Lord of the Flies traces the boys’ descent into what it calls ‘savagery’ in an almost schematic fashion. At the start, it seems that the ‘old life’ – the ‘rules’ and ‘taboos’ they have learned at home and school – still constrain the boys’ behaviour. When some boys start to throw stones at one of their number, they deliberately miss their target: ‘round the squatting child was the protection of parents and school and policemen and the law’. However, these constraints are soon abandoned. Ralph and Piggy gradually lose faith in the value of meetings and orderly debate, as Jack and his followers begin to assume control. The boys are by no means ‘noble savages’, returning to some essential, natural childhood. Their savagery is characterized by a fear of the beast – the supernatural evil monster – that can only be overcome through the blood-lust of hunting and sacrificial rituals. Piggy’s belief in logical debate and his idea that ‘life’s scientific’ – and his faith in ‘grown-ups’ who ‘meet and have tea and discuss’ – are powerless to resist the slide into chaos.
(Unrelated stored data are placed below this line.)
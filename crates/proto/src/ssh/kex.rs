//! SSH key exchange negotiation (RFC 4253 Section 7).
//!
//! Implements the SSH_MSG_KEXINIT and SSH_MSG_NEWKEYS messages and the
//! first-match algorithm negotiation. The actual curve25519 exchange lives
//! in [`crate::ssh::kex_dh`].
//!
//! # Key exchange flow
//!
//! 1. Both sides send SSH_MSG_KEXINIT
//! 2. Algorithm negotiation (first client preference the server supports)
//! 3. Curve25519 ECDH exchange
//! 4. Both sides send SSH_MSG_NEWKEYS
//! 5. Switch to encrypted communication
//!
//! # Example
//!
//! ```rust
//! use strait_proto::ssh::kex::{KexInit, NewKeys};
//!
//! let kexinit = KexInit::new_default();
//! assert!(kexinit.kex_algorithms().contains(&"curve25519-sha256".to_string()));
//!
//! let newkeys = NewKeys::new();
//! assert_eq!(newkeys.to_bytes(), vec![21]);
//! ```

use bytes::{BufMut, BytesMut};
use rand::RngCore;
use strait_platform::{StraitError, StraitResult};

/// SSH_MSG_KEXINIT message (RFC 4253 Section 7.1).
///
/// Each algorithm list is ordered by preference, most preferred first.
#[derive(Debug, Clone, PartialEq, Eq)]
pub struct KexInit {
    /// Random cookie (16 bytes)
    cookie: [u8; 16],
    /// Key exchange algorithms
    kex_algorithms: Vec<String>,
    /// Server host key algorithms
    server_host_key_algorithms: Vec<String>,
    /// Encryption algorithms client to server
    encryption_algorithms_client_to_server: Vec<String>,
    /// Encryption algorithms server to client
    encryption_algorithms_server_to_client: Vec<String>,
    /// MAC algorithms client to server
    mac_algorithms_client_to_server: Vec<String>,
    /// MAC algorithms server to client
    mac_algorithms_server_to_client: Vec<String>,
    /// Compression algorithms client to server
    compression_algorithms_client_to_server: Vec<String>,
    /// Compression algorithms server to client
    compression_algorithms_server_to_client: Vec<String>,
    /// Languages client to server (usually empty)
    languages_client_to_server: Vec<String>,
    /// Languages server to client (usually empty)
    languages_server_to_client: Vec<String>,
    /// First KEX packet follows
    first_kex_packet_follows: bool,
}

impl KexInit {
    /// Creates a KEXINIT message with the strait algorithm set.
    ///
    /// - KEX: curve25519-sha256 (and the libssh.org alias)
    /// - Host key: ssh-ed25519
    /// - Encryption: chacha20-poly1305\@openssh.com, aes256-gcm\@openssh.com
    /// - MAC: hmac-sha2-256 (unused with the AEAD ciphers above)
    /// - Compression: none
    pub fn new_default() -> Self {
        let mut cookie = [0u8; 16];
        rand::thread_rng().fill_bytes(&mut cookie);

        Self {
            cookie,
            kex_algorithms: vec![
                "curve25519-sha256".to_string(),
                "curve25519-sha256@libssh.org".to_string(),
            ],
            server_host_key_algorithms: vec!["ssh-ed25519".to_string()],
            encryption_algorithms_client_to_server: vec![
                "chacha20-poly1305@openssh.com".to_string(),
                "aes256-gcm@openssh.com".to_string(),
            ],
            encryption_algorithms_server_to_client: vec![
                "chacha20-poly1305@openssh.com".to_string(),
                "aes256-gcm@openssh.com".to_string(),
            ],
            mac_algorithms_client_to_server: vec!["hmac-sha2-256".to_string()],
            mac_algorithms_server_to_client: vec!["hmac-sha2-256".to_string()],
            compression_algorithms_client_to_server: vec!["none".to_string()],
            compression_algorithms_server_to_client: vec!["none".to_string()],
            languages_client_to_server: vec![],
            languages_server_to_client: vec![],
            first_kex_packet_follows: false,
        }
    }

    /// Returns the cookie.
    pub fn cookie(&self) -> &[u8; 16] {
        &self.cookie
    }

    /// Returns the key exchange algorithms.
    pub fn kex_algorithms(&self) -> &[String] {
        &self.kex_algorithms
    }

    /// Returns the server host key algorithms.
    pub fn server_host_key_algorithms(&self) -> &[String] {
        &self.server_host_key_algorithms
    }

    /// Returns the encryption algorithms (client to server).
    pub fn encryption_algorithms_client_to_server(&self) -> &[String] {
        &self.encryption_algorithms_client_to_server
    }

    /// Returns the encryption algorithms (server to client).
    pub fn encryption_algorithms_server_to_client(&self) -> &[String] {
        &self.encryption_algorithms_server_to_client
    }

    /// Returns whether a guessed first KEX packet follows.
    pub fn first_kex_packet_follows(&self) -> bool {
        self.first_kex_packet_follows
    }

    /// Serializes the KEXINIT message (without packet framing).
    ///
    /// Format (RFC 4253 Section 7.1):
    /// ```text
    /// byte         SSH_MSG_KEXINIT (20)
    /// byte[16]     cookie
    /// name-list    kex_algorithms
    /// name-list    server_host_key_algorithms
    /// name-list    encryption_algorithms (both directions)
    /// name-list    mac_algorithms (both directions)
    /// name-list    compression_algorithms (both directions)
    /// name-list    languages (both directions)
    /// boolean      first_kex_packet_follows
    /// uint32       0 (reserved)
    /// ```
    pub fn to_bytes(&self) -> Vec<u8> {
        let mut buf = BytesMut::new();

        buf.put_u8(20);
        buf.put_slice(&self.cookie);

        write_name_list(&mut buf, &self.kex_algorithms);
        write_name_list(&mut buf, &self.server_host_key_algorithms);
        write_name_list(&mut buf, &self.encryption_algorithms_client_to_server);
        write_name_list(&mut buf, &self.encryption_algorithms_server_to_client);
        write_name_list(&mut buf, &self.mac_algorithms_client_to_server);
        write_name_list(&mut buf, &self.mac_algorithms_server_to_client);
        write_name_list(&mut buf, &self.compression_algorithms_client_to_server);
        write_name_list(&mut buf, &self.compression_algorithms_server_to_client);
        write_name_list(&mut buf, &self.languages_client_to_server);
        write_name_list(&mut buf, &self.languages_server_to_client);

        buf.put_u8(if self.first_kex_packet_follows { 1 } else { 0 });
        buf.put_u32(0);

        buf.to_vec()
    }

    /// Parses a KEXINIT message.
    ///
    /// # Errors
    ///
    /// Returns [`StraitError::Protocol`] on wrong message type, truncation,
    /// or malformed name-lists.
    pub fn from_bytes(data: &[u8]) -> StraitResult<Self> {
        if data.is_empty() {
            return Err(StraitError::Protocol("KEXINIT message is empty".to_string()));
        }

        if data[0] != 20 {
            return Err(StraitError::Protocol(format!(
                "Invalid message type: expected 20 (SSH_MSG_KEXINIT), got {}",
                data[0]
            )));
        }

        if data.len() < 17 {
            return Err(StraitError::Protocol(format!(
                "KEXINIT message too short: {} bytes (minimum 17)",
                data.len()
            )));
        }

        let mut cookie = [0u8; 16];
        cookie.copy_from_slice(&data[1..17]);

        let mut offset = 17;

        let kex_algorithms = read_name_list(data, &mut offset)?;
        let server_host_key_algorithms = read_name_list(data, &mut offset)?;
        let encryption_algorithms_client_to_server = read_name_list(data, &mut offset)?;
        let encryption_algorithms_server_to_client = read_name_list(data, &mut offset)?;
        let mac_algorithms_client_to_server = read_name_list(data, &mut offset)?;
        let mac_algorithms_server_to_client = read_name_list(data, &mut offset)?;
        let compression_algorithms_client_to_server = read_name_list(data, &mut offset)?;
        let compression_algorithms_server_to_client = read_name_list(data, &mut offset)?;
        let languages_client_to_server = read_name_list(data, &mut offset)?;
        let languages_server_to_client = read_name_list(data, &mut offset)?;

        if offset >= data.len() {
            return Err(StraitError::Protocol(
                "KEXINIT message truncated (missing first_kex_packet_follows)".to_string(),
            ));
        }
        let first_kex_packet_follows = data[offset] != 0;
        offset += 1;

        if offset + 4 > data.len() {
            return Err(StraitError::Protocol(
                "KEXINIT message truncated (missing reserved field)".to_string(),
            ));
        }

        Ok(Self {
            cookie,
            kex_algorithms,
            server_host_key_algorithms,
            encryption_algorithms_client_to_server,
            encryption_algorithms_server_to_client,
            mac_algorithms_client_to_server,
            mac_algorithms_server_to_client,
            compression_algorithms_client_to_server,
            compression_algorithms_server_to_client,
            languages_client_to_server,
            languages_server_to_client,
            first_kex_packet_follows,
        })
    }
}

/// SSH_MSG_NEWKEYS message (RFC 4253 Section 7.3).
///
/// A single byte with value 21. After both sides send and receive it, all
/// subsequent packets are encrypted with the freshly negotiated keys.
#[derive(Debug, Clone, Copy, PartialEq, Eq, Hash, Default)]
pub struct NewKeys;

impl NewKeys {
    /// Creates a new SSH_MSG_NEWKEYS message.
    pub const fn new() -> Self {
        Self
    }

    /// Serializes the NEWKEYS message.
    pub fn to_bytes(&self) -> Vec<u8> {
        vec![21]
    }

    /// Parses a NEWKEYS message.
    pub fn from_bytes(data: &[u8]) -> StraitResult<Self> {
        if data.is_empty() {
            return Err(StraitError::Protocol("NEWKEYS message is empty".to_string()));
        }

        if data[0] != 21 {
            return Err(StraitError::Protocol(format!(
                "Invalid message type: expected 21 (SSH_MSG_NEWKEYS), got {}",
                data[0]
            )));
        }

        Ok(Self)
    }
}

/// Writes a name-list (RFC 4251 Section 5): uint32 length + comma-separated names.
fn write_name_list(buf: &mut BytesMut, names: &[String]) {
    let list = names.join(",");
    let bytes = list.as_bytes();
    buf.put_u32(bytes.len() as u32);
    buf.put_slice(bytes);
}

/// Reads a name-list (RFC 4251 Section 5).
fn read_name_list(data: &[u8], offset: &mut usize) -> StraitResult<Vec<String>> {
    if *offset + 4 > data.len() {
        return Err(StraitError::Protocol(format!(
            "Cannot read name-list length at offset {}",
            offset
        )));
    }

    let length = u32::from_be_bytes([
        data[*offset],
        data[*offset + 1],
        data[*offset + 2],
        data[*offset + 3],
    ]) as usize;
    *offset += 4;

    if *offset + length > data.len() {
        return Err(StraitError::Protocol(format!(
            "Name-list data truncated: expected {} bytes at offset {}",
            length, offset
        )));
    }

    let list_bytes = &data[*offset..*offset + length];
    *offset += length;

    let list_str = std::str::from_utf8(list_bytes)
        .map_err(|_| StraitError::Protocol("Name-list contains invalid UTF-8".to_string()))?;

    if list_str.is_empty() {
        Ok(vec![])
    } else {
        Ok(list_str.split(',').map(String::from).collect())
    }
}

/// Negotiates an algorithm: first entry in the client's list that also
/// appears in the server's list (RFC 4253 Section 7.1).
///
/// # Errors
///
/// Returns [`StraitError::Protocol`] if there is no common algorithm.
pub fn negotiate_algorithm(client_list: &[String], server_list: &[String]) -> StraitResult<String> {
    for client_alg in client_list {
        if server_list.contains(client_alg) {
            return Ok(client_alg.clone());
        }
    }

    Err(StraitError::Protocol(format!(
        "No common algorithm: client={:?}, server={:?}",
        client_list, server_list
    )))
}

#[cfg(test)]
mod tests {
    use super::*;

    #[test]
    fn test_kexinit_new_default() {
        let kexinit = KexInit::new_default();
        assert_eq!(kexinit.cookie().len(), 16);
        assert!(kexinit
            .kex_algorithms()
            .contains(&"curve25519-sha256".to_string()));
        assert!(kexinit
            .server_host_key_algorithms()
            .contains(&"ssh-ed25519".to_string()));
        assert!(!kexinit.first_kex_packet_follows());
    }

    #[test]
    fn test_kexinit_round_trip() {
        let original = KexInit::new_default();
        let bytes = original.to_bytes();
        assert_eq!(bytes[0], 20);

        let parsed = KexInit::from_bytes(&bytes).unwrap();
        assert_eq!(parsed, original);
    }

    #[test]
    fn test_kexinit_parse_invalid_type() {
        let mut data = vec![99];
        data.extend_from_slice(&[0u8; 20]);

        match KexInit::from_bytes(&data) {
            Err(StraitError::Protocol(msg)) => assert!(msg.contains("Invalid message type")),
            other => panic!("Expected Protocol error, got {:?}", other),
        }
    }

    #[test]
    fn test_kexinit_parse_too_short() {
        assert!(KexInit::from_bytes(&[20, 1, 2, 3]).is_err());
    }

    #[test]
    fn test_negotiate_algorithm_success() {
        let client = vec!["aes256-ctr".to_string(), "aes128-ctr".to_string()];
        let server = vec!["aes128-ctr".to_string(), "aes256-ctr".to_string()];

        // First match from the client's perspective wins.
        assert_eq!(negotiate_algorithm(&client, &server).unwrap(), "aes256-ctr");
    }

    #[test]
    fn test_negotiate_algorithm_no_match() {
        let client = vec!["aes256-ctr".to_string()];
        let server = vec!["aes128-ctr".to_string()];

        match negotiate_algorithm(&client, &server) {
            Err(StraitError::Protocol(msg)) => assert!(msg.contains("No common algorithm")),
            other => panic!("Expected Protocol error, got {:?}", other),
        }
    }

    #[test]
    fn test_name_list_round_trip() {
        let names = vec!["first".to_string(), "second".to_string()];
        let mut buf = BytesMut::new();
        write_name_list(&mut buf, &names);

        let mut offset = 0;
        assert_eq!(read_name_list(&buf, &mut offset).unwrap(), names);
    }

    #[test]
    fn test_name_list_empty() {
        let names: Vec<String> = vec![];
        let mut buf = BytesMut::new();
        write_name_list(&mut buf, &names);

        let mut offset = 0;
        assert_eq!(read_name_list(&buf, &mut offset).unwrap(), names);
    }

    #[test]
    fn test_newkeys_round_trip() {
        let bytes = NewKeys::new().to_bytes();
        assert_eq!(bytes, vec![21]);
        assert_eq!(NewKeys::from_bytes(&bytes).unwrap(), NewKeys::new());
    }

    #[test]
    fn test_newkeys_invalid() {
        assert!(NewKeys::from_bytes(&[]).is_err());
        assert!(NewKeys::from_bytes(&[20]).is_err());
    }
}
As Jack’s followers move from hunting wild pigs to bullying the other children, they are described as a ‘tribe’: they put on war-paint, which offers them ‘liberation into savagery’; and they dance wildly as they shout blood-curdling chants. Jack comes to be seen as their ‘idol’ and ‘chief’. On his orders, they impale a pig’s head on a stake in the jungle as an offering to the beast, and when Simon finds it, decomposing and buzzing with flies, he is effectively driven mad (Beelzebub, the devil, is the literal translation of ‘the lord of the flies’). The scene is very reminiscent of that in Conrad’s Heart of Darkness where Kurtz confronts ‘the horror’.
Lord of the Flies was written under the shadow of war and the threat of atomic destruction. The book makes little reference to the world beyond the island, yet a global conflict is clearly being waged in the skies overhead. Golding rather glosses over the reasons why the plane has crashed (or been shot down?) in the first place, although the boys suspect there has been a nuclear explosion. Meanwhile, the parachutist who drops onto the island – ‘a sign… from the world of grown-ups’ – has been part of an airborne battle fought ten miles above them. The navy officer who appears in the nick of time at the very end has come to their rescue, yet he will be taking the boys back to a world in which armed conflict is still continuing. Having effectively abandoned civilization in their time on the island, there is a bitter irony in the fact that they will be returning to a civilization that is described as being ‘in ruins’.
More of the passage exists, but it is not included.